Provided material:
# # #

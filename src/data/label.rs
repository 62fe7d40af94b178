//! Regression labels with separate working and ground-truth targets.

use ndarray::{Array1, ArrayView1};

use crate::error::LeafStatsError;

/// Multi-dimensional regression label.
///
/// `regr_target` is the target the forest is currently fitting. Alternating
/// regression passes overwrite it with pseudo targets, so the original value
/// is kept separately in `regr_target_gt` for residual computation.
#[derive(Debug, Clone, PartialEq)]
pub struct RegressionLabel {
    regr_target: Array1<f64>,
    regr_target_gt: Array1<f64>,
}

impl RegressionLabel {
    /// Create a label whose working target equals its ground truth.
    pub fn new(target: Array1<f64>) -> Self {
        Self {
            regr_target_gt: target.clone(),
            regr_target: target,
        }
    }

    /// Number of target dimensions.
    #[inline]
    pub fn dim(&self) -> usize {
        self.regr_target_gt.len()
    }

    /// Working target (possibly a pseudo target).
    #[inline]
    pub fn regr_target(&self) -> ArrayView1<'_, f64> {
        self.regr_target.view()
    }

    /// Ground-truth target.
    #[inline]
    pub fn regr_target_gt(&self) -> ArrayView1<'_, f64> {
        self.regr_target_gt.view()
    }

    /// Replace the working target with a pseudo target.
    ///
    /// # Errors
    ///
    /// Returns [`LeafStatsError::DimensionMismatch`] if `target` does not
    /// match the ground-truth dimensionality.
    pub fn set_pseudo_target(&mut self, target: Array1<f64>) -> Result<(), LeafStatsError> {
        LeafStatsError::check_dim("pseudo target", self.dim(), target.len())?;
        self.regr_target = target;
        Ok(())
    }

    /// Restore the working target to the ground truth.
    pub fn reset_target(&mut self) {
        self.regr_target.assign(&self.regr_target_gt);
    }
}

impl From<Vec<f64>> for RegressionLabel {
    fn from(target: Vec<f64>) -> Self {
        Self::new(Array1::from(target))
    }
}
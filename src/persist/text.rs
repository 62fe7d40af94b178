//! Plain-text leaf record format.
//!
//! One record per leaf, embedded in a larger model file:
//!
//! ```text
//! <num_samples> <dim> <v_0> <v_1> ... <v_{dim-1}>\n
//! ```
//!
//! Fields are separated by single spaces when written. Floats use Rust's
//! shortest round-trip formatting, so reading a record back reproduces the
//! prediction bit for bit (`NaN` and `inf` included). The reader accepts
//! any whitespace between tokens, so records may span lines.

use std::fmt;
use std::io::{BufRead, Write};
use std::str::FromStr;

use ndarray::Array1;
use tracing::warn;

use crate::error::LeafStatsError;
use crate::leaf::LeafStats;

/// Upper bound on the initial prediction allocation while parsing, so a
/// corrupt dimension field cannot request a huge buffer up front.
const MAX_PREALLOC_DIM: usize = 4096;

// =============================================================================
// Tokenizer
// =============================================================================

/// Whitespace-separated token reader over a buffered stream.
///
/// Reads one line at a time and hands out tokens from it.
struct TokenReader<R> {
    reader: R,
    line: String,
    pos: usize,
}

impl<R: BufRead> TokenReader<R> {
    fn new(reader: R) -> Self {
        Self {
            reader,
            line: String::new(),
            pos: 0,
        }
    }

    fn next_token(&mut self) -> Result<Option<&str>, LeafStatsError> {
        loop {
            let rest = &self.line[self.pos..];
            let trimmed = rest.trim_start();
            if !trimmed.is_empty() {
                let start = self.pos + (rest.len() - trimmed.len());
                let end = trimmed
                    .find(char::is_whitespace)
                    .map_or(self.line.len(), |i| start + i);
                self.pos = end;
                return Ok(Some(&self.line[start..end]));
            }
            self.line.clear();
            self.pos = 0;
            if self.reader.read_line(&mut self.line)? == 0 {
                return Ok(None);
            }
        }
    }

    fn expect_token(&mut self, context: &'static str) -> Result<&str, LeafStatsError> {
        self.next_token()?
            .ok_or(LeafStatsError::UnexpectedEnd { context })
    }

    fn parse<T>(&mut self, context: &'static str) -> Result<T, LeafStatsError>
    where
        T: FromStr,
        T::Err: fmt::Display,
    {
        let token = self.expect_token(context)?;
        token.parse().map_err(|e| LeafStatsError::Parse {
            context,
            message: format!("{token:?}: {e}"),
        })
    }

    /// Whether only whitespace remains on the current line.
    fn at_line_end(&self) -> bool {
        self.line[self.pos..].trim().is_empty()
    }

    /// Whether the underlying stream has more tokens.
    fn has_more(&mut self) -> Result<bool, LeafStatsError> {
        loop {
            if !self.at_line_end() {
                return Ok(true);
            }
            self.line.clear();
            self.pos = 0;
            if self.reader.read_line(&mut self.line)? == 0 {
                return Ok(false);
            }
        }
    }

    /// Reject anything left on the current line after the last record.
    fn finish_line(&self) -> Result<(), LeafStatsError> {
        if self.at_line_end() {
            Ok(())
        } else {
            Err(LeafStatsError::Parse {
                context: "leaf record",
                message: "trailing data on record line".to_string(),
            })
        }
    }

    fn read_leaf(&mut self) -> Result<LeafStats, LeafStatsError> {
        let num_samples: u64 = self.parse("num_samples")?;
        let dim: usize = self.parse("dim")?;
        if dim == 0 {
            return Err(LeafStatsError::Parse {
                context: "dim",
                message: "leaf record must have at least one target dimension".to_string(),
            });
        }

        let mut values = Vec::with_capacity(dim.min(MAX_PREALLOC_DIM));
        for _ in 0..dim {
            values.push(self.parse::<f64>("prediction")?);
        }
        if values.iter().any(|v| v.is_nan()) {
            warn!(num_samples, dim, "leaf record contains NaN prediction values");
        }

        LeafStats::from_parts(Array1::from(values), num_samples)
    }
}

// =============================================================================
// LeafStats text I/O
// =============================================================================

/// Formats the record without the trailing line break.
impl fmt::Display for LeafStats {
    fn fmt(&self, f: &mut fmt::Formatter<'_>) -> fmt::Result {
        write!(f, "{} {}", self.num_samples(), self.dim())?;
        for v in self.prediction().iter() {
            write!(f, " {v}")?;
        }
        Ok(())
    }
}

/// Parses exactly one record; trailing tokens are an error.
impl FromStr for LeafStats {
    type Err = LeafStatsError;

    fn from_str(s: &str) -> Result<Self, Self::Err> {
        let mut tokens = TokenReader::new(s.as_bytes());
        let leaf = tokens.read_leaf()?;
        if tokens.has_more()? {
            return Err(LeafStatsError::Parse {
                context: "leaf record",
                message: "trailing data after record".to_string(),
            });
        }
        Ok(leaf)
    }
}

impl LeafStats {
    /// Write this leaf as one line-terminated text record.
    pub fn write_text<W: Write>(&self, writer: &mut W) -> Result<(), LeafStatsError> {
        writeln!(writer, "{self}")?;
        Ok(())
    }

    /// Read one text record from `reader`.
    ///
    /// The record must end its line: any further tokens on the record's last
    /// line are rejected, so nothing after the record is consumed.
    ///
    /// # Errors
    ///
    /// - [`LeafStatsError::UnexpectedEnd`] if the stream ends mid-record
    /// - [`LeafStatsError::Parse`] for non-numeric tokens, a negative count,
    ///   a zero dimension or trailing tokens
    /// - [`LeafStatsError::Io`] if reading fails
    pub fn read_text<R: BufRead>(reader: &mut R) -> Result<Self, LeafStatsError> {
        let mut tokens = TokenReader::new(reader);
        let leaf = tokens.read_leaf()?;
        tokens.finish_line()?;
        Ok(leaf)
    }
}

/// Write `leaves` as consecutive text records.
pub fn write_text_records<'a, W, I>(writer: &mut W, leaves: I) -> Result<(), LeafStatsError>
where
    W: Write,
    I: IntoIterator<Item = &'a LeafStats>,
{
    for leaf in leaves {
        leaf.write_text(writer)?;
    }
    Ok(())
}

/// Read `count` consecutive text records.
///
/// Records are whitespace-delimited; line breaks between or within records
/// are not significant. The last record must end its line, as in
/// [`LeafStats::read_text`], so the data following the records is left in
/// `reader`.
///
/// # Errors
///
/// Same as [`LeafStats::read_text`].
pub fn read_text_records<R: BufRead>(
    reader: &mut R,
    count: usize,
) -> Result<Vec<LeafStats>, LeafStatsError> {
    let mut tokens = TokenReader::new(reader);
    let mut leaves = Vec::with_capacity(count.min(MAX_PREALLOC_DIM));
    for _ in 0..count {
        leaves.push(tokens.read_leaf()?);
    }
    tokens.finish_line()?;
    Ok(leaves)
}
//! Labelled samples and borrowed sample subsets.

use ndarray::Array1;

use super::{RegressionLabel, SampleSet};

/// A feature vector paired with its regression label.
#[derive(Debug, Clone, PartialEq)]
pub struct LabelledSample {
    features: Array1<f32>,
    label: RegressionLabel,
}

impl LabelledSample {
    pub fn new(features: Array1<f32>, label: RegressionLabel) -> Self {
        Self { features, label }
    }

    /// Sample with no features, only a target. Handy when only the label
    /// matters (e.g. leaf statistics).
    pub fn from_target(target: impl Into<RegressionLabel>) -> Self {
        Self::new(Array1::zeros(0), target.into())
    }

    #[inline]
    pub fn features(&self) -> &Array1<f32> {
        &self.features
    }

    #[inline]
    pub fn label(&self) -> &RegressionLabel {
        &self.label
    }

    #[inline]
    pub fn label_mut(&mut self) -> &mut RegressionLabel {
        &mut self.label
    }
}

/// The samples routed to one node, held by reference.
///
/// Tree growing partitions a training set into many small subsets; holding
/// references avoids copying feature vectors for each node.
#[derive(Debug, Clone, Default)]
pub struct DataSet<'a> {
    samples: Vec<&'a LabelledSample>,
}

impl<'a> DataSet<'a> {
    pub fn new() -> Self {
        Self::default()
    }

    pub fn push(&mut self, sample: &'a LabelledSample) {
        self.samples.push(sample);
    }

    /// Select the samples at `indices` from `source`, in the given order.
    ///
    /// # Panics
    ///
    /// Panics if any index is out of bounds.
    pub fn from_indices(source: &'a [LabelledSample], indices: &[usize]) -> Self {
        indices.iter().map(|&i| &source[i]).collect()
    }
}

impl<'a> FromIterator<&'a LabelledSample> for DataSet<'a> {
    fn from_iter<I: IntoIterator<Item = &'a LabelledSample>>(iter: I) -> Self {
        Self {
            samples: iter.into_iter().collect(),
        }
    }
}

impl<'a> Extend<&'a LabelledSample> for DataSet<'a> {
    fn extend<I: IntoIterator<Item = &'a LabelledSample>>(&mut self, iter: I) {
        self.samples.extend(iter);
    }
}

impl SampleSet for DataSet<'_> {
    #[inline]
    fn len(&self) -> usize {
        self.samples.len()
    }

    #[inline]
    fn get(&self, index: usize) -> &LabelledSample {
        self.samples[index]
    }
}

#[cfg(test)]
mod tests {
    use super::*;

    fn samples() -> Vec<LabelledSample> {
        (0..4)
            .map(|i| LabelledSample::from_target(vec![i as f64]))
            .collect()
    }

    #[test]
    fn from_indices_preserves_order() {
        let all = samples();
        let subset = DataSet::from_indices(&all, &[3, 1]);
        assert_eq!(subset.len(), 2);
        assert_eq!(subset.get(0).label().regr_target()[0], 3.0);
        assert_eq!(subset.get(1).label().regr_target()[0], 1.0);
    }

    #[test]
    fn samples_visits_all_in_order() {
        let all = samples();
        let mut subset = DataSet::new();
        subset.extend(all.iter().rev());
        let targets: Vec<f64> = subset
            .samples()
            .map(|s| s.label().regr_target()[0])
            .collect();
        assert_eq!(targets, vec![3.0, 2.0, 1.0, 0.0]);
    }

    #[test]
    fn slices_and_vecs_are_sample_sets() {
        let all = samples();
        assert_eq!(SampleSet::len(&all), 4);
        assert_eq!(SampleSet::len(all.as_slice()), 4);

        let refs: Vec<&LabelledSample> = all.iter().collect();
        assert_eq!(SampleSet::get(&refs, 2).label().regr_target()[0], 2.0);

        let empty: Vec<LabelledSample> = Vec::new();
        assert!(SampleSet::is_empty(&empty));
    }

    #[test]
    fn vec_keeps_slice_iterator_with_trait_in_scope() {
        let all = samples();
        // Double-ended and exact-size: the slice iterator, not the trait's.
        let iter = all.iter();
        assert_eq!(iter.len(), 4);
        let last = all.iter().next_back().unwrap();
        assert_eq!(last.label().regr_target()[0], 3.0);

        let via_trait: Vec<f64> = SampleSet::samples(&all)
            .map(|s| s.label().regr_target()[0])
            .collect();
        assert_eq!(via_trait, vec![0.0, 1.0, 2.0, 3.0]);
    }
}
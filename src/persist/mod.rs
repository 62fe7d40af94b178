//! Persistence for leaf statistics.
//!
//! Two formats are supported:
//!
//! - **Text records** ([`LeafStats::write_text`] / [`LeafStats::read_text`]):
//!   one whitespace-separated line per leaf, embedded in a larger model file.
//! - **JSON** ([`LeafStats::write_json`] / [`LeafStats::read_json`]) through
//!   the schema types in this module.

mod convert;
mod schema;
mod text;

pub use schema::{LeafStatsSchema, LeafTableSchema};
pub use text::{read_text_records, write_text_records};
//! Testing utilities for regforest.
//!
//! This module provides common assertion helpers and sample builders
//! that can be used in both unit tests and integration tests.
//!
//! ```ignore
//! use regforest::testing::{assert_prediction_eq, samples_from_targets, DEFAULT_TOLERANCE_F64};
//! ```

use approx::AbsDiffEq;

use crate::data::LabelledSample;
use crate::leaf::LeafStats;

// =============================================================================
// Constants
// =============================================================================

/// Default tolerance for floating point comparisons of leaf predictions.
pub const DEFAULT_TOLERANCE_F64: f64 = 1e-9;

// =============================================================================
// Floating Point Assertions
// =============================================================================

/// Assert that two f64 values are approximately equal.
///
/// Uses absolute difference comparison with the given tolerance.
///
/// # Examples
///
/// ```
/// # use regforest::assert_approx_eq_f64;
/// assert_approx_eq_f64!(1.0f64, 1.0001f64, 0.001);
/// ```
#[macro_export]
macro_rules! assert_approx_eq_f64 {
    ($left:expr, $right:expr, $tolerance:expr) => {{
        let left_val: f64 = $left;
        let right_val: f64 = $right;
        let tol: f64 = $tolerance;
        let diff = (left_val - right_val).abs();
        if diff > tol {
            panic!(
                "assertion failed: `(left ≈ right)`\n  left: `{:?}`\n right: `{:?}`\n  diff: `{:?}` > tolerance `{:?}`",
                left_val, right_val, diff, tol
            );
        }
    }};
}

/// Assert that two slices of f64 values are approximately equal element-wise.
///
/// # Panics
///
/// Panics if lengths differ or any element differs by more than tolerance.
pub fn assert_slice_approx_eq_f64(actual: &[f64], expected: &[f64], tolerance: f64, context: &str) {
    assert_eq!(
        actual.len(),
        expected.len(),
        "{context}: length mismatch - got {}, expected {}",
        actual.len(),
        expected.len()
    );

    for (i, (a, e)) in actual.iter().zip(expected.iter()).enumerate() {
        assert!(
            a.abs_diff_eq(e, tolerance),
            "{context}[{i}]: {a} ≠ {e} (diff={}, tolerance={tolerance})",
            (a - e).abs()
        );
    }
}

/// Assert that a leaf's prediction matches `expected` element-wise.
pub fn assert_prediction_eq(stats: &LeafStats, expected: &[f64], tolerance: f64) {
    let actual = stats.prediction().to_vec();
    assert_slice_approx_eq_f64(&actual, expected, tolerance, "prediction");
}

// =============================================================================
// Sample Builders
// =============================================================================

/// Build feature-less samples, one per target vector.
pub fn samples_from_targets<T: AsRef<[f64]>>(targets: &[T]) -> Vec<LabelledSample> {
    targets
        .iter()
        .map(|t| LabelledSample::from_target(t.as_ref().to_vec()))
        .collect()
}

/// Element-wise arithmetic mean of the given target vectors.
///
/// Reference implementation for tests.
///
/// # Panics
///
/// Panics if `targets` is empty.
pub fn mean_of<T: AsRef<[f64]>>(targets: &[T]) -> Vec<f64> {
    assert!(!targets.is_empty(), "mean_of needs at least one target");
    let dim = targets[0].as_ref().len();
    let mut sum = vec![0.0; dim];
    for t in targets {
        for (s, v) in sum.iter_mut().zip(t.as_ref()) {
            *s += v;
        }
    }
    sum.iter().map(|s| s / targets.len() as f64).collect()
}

# # #

There is a line with "Floats use Rust's" and a line with "const MAX_PREALLOC_DIM: usize = 4096;" above. Copy exactly those two lines and all lines between them, with nothing else.

Written solution:
//! Fields are separated by single spaces when written. Floats use Rust's
//! shortest round-trip formatting, so reading a record back reproduces the
//! prediction bit for bit (`NaN` and `inf` included). The reader accepts
//! any whitespace between tokens, so records may span lines.

use std::fmt;
use std::io::{BufRead, Write};
use std::str::FromStr;

use ndarray::Array1;
use tracing::warn;

use crate::error::LeafStatsError;
use crate::leaf::LeafStats;

/// Upper bound on the initial prediction allocation while parsing, so a
/// corrupt dimension field cannot request a huge buffer up front.
const MAX_PREALLOC_DIM: usize = 4096;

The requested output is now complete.